- Directed by: Martin Owen; Lesley Manning;
- Screenplay by: Matt Mitchell; Vicki Sargent; Roo Berry;
- Produced by: Matt Williams; Neil Jones; Steve Griffith; Steve Jelley;
- Starring: Lucy Hale; Luke Newton; Sam Hazeldine; Sabrina Dhowre Elba;
- Production companies: XYZ Films; Future Artists Entertainment; Singularity Entertainment;
- Countries: United Kingdom; United States;
- Language: English

= White Mars =

American science fiction film

White Mars is an upcoming science fiction film directed by Martin Owen & Lesley Manning, starring Lucy Hale and Luke Newton as leading cast.

==Premise==
A malevolent entity infiltrates a research facility in Antarctica.

==Cast==
- Lucy Hale as Sammie
- Luke Newton as Leo
- Sam Hazeldine as Alex
- Sabrina Dhowre Elba

==Production==
The film is directed by Martin Owen and Lesley Manning from a script by Matt Mitchell, Vicki Sargent, and Roo Berry.

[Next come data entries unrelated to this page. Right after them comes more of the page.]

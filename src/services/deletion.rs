use serde::Serialize;
use tracing::info;

use crate::error::{DictError, Result};
use crate::model::ObjectId;
use crate::store::{Filter, Store};

#[derive(Debug, Clone, Serialize)]
#[serde(rename_all = "camelCase")]
pub struct Deletion {
    pub definition_node: ObjectId,
    pub deleted: usize,
}

/// Removes every entry sharing the definition node of `entry_id`, as one unit.
pub async fn delete_node(store: &Store, entry_id: &str) -> Result<Deletion> {
    let id: ObjectId = entry_id
        .parse()
        .map_err(|_| DictError::NotFound(format!("Entry {entry_id}")))?;

    let mut tx = store.begin().await;

    let entry = tx
        .find_one(&Filter::by_id(id))
        .ok_or_else(|| DictError::NotFound(format!("Entry {entry_id}")))?;

    let deleted = tx.delete_by_definition_node(&entry.definition_node);
    tx.commit().await?;

    info!(node = %entry.definition_node, deleted, "definition node deleted");

    Ok(Deletion {
        definition_node: entry.definition_node,
        deleted,
    })
}
//! View model types representing renderable UI state.
//!
//! View models are computed from application state via
//! `AppState::compute_viewmodel()` and consumed by the renderer. They contain
//! no business logic, only display-ready data.

use super::field::FieldRender;

/// Complete UI view model for rendering.
#[derive(Debug, Clone, PartialEq, Eq)]
pub struct FormViewModel {
    /// Form title.
    pub header: HeaderInfo,

    /// One render description per field, in form order.
    pub fields: Vec<FieldRender>,

    /// Submit control state.
    pub submit: SubmitButton,

    /// Confirmation shown after a successful submission.
    pub status: Option<StatusLine>,

    /// Keybinding hints.
    pub footer: FooterInfo,
}

/// Header display information.
#[derive(Debug, Clone, PartialEq, Eq)]
pub struct HeaderInfo {
    pub title: String,
}

/// Submit control display information.
#[derive(Debug, Clone, PartialEq, Eq)]
pub struct SubmitButton {
    pub label: String,
    /// False whenever any field is invalid.
    pub enabled: bool,
    pub focused: bool,
}

/// Status line shown under the submit control.
#[derive(Debug, Clone, PartialEq, Eq)]
pub struct StatusLine {
    pub message: String,
}

/// Footer display information.
#[derive(Debug, Clone, PartialEq, Eq)]
pub struct FooterInfo {
    /// Keybinding help text (e.g., "Tab: next field  Esc: close").
    pub keybindings: String,
}
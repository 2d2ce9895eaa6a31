//! File-based OpenTelemetry tracing.
//!
//! ```text
//! tracing macros → tracing-opentelemetry → SDK TracerProvider → FileSpanExporter
//!                                                                  │
//!             /host/.local/share/zellij/interest-form/interest-form-otlp.json
//! ```
//!
//! The file rotates at 10 MB and keeps three numbered backups. Spans never
//! carry field values of the PIN; handlers record lengths only.
//!
//! # Modules
//!
//! - [`init`]: Subscriber setup
//! - [`tracer`]: Tracer provider with the file exporter
//! - [`span_formatter`]: OTLP JSON encoding
//! - [`file_writer`]: Size-rotated line writer

mod file_writer;
mod init;
mod span_formatter;
mod tracer;

pub use file_writer::RotatingFile;
pub use init::{init_tracing, SERVICE_NAME};
//! Actions representing side effects to be executed by the plugin runtime.
//!
//! The event handler never talks to the host or to a submission sink directly.
//! It returns a `Vec<Action>` and the plugin runtime executes them in order.

use crate::domain::ValidatedPayload;

/// Commands representing side effects to be executed by the plugin runtime.
#[derive(Debug, Clone, PartialEq)]
pub enum Action {
    /// Hides the plugin pane.
    CloseFocus,

    /// Hands a validated payload to the submission sink.
    ///
    /// Emitted exactly once per successful submit; never emitted while any
    /// field is invalid.
    Submit(ValidatedPayload),
}
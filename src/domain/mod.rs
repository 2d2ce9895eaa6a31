//! Domain layer for the interest form.
//!
//! Plain data types shared by every other layer, free of Zellij APIs and of
//! any formatting or validation logic.
//!
//! # Organization
//!
//! - [`error`]: Infrastructure error type and result alias
//! - [`field`]: The [`FieldName`] enum
//! - [`record`]: Values, errors and touched flags keyed by field
//! - [`payload`]: The [`ValidatedPayload`] handed to submission sinks

pub mod error;
pub mod field;
pub mod payload;
pub mod record;

pub use error::{FormError, Result};
pub use field::FieldName;
pub use payload::ValidatedPayload;
pub use record::{FieldErrors, FormValues, TouchedFlags};
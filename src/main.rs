//! Zellij plugin wrapper and entry point.
//!
//! The library does all the work; this binary only registers the plugin with
//! Zellij. The shim lives in `plugin.rs` and is compiled for the WASM target
//! only, since `zellij-tile`'s host calls exist nowhere else.
//!
//! # Plugin Lifecycle
//!
//! 1. **Load**: Parse config, initialize tracing, create `AppState`
//! 2. **Subscribe**: Register for `Key` and `PermissionRequestResult` events
//! 3. **Update**: Translate key presses into library events, run the handler,
//!    execute the returned actions
//! 4. **Render**: Call the library render function

#![allow(clippy::multiple_crate_versions)]

#[cfg(target_arch = "wasm32")]
mod plugin;

#[cfg(target_arch = "wasm32")]
use zellij_tile::prelude::*;

#[cfg(target_arch = "wasm32")]
register_plugin!(plugin::State);

#[cfg(not(target_arch = "wasm32"))]
fn main() {
    eprintln!("air-fryer-form is a Zellij plugin; build it with `--target wasm32-wasip1` and load the .wasm from Zellij");
}
//! Top-level rendering coordinator.
//!
//! Rendering is a two-step process:
//!
//! 1. **View Model Computation**: Transform `AppState` into `FormViewModel`
//! 2. **Component Rendering**: Delegate to the component renderers

use crate::app::AppState;
use crate::ui::components;

/// Renders the plugin UI to stdout.
///
/// Prints ANSI-styled output with `print!`. Does not clear the screen.
pub fn render(state: &AppState, rows: usize, cols: usize) {
    let viewmodel = state.compute_viewmodel(rows, cols);

    components::render_form(&viewmodel, &state.theme, cols, rows);
}
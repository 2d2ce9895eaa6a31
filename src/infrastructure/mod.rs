//! Infrastructure layer for filesystem and environment interactions.
//!
//! Path handling for the Zellij plugin sandbox, where the host filesystem is
//! mounted under `/host`.

pub mod paths;

pub use paths::{expand_tilde, get_data_dir, trace_file};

The film stars Lucy Hale and Luke Newton. Principal photography began in November 2024. Filming is at Cinecittà Studios in Rome and will be shot entirely in a virtual production environment. The London-based Future Artists Entertainment's Matt Williams is a producer alongside Neil Jones, and Steve Griffith and Steve Jelley from Singularity Entertainment. XYZ Films is co-financing with Singularity Entertainment.